Ketua LSM el-BARA Kabupaten Subang Yadi Supriadi SThi saat dimintai tanggapan di kantornya (11/2) terkait keluhan pedagang Pasar Kalijati, menyesalkan atas adanya sikap Kades Kalijati Timur dan Camat Kalijati terkesan membiarkan para pedagang yang terombang ambing nasibnya.
“Mestinya mereka pro aktif memfasilitasi dan memperjuangkan aspirasi para pedagang agar tidak resah, karena tugas dan kewajiban mereka seperti kita ketahui sama bagaimana memelihara situasi ketenteraman dan ketertiban umum masyarakat menjadi kondusif,” tandasnya.
Menurut Yadi, ketika pemerintahan dijalankan dan dikuasai di bawah tekanan dari suatu kelompok atau golongan tertentu, maka konsekuensinya adalah keterpurukan dan hilangnya kewibawaan pemerintah.
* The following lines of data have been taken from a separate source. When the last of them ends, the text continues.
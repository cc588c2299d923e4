//! Compile options
//!
//! Options are usually built in code, but can also be loaded from a JSON
//! document such as `{ "strict": true, "maxDepth": 64 }`.

use std::path::Path;

use serde::Deserialize;

use crate::error::{Error, Result};

/// Default limit on pattern nesting depth
pub const DEFAULT_MAX_DEPTH: usize = 256;

/// Options controlling a destructuring compilation
#[derive(Debug, Clone, PartialEq, Eq, Deserialize)]
#[serde(default, rename_all = "camelCase")]
pub struct CompileOptions {
    /// Strict mode code: `eval`/`arguments` are not assignable and
    /// assignments to unresolvable names are errors
    pub strict: bool,
    /// Maximum nesting depth of sub-patterns
    pub max_depth: usize,
}

impl Default for CompileOptions {
    fn default() -> Self {
        Self {
            strict: false,
            max_depth: DEFAULT_MAX_DEPTH,
        }
    }
}

impl CompileOptions {
    /// Options for strict mode code
    pub fn strict() -> Self {
        Self {
            strict: true,
            ..Self::default()
        }
    }

    /// Set the maximum nesting depth
    pub fn with_max_depth(mut self, max_depth: usize) -> Self {
        self.max_depth = max_depth;
        self
    }

    /// Load options from a JSON string
    pub fn from_json(json: &str) -> Result<Self> {
        let options: Self = serde_json::from_str(json)
            .map_err(|e| Error::ConfigError(format!("Failed to parse compile options: {}", e)))?;
        if options.max_depth == 0 {
            return Err(Error::ConfigError("maxDepth must be at least 1".to_string()));
        }
        Ok(options)
    }

    /// Load options from a JSON file
    pub fn from_file(path: impl AsRef<Path>) -> Result<Self> {
        let json = std::fs::read_to_string(path)?;
        Self::from_json(&json)
    }
}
“Kemudian ketika kewibawaan Pemerintah Daerah Subang tereduksi oleh kepentingan para pemodal atau kepentingan kelompok elit tertentu, maka yang hadir adalah kesewenang-wenangan, keserakahan, melebarnya garis ketimpangan dan ketidakadilan,” pungkasnya.
Sementara pihak manajemen PT SRM hingga berita ini tayang belum berhasil dimintai keterangannya. (Abh)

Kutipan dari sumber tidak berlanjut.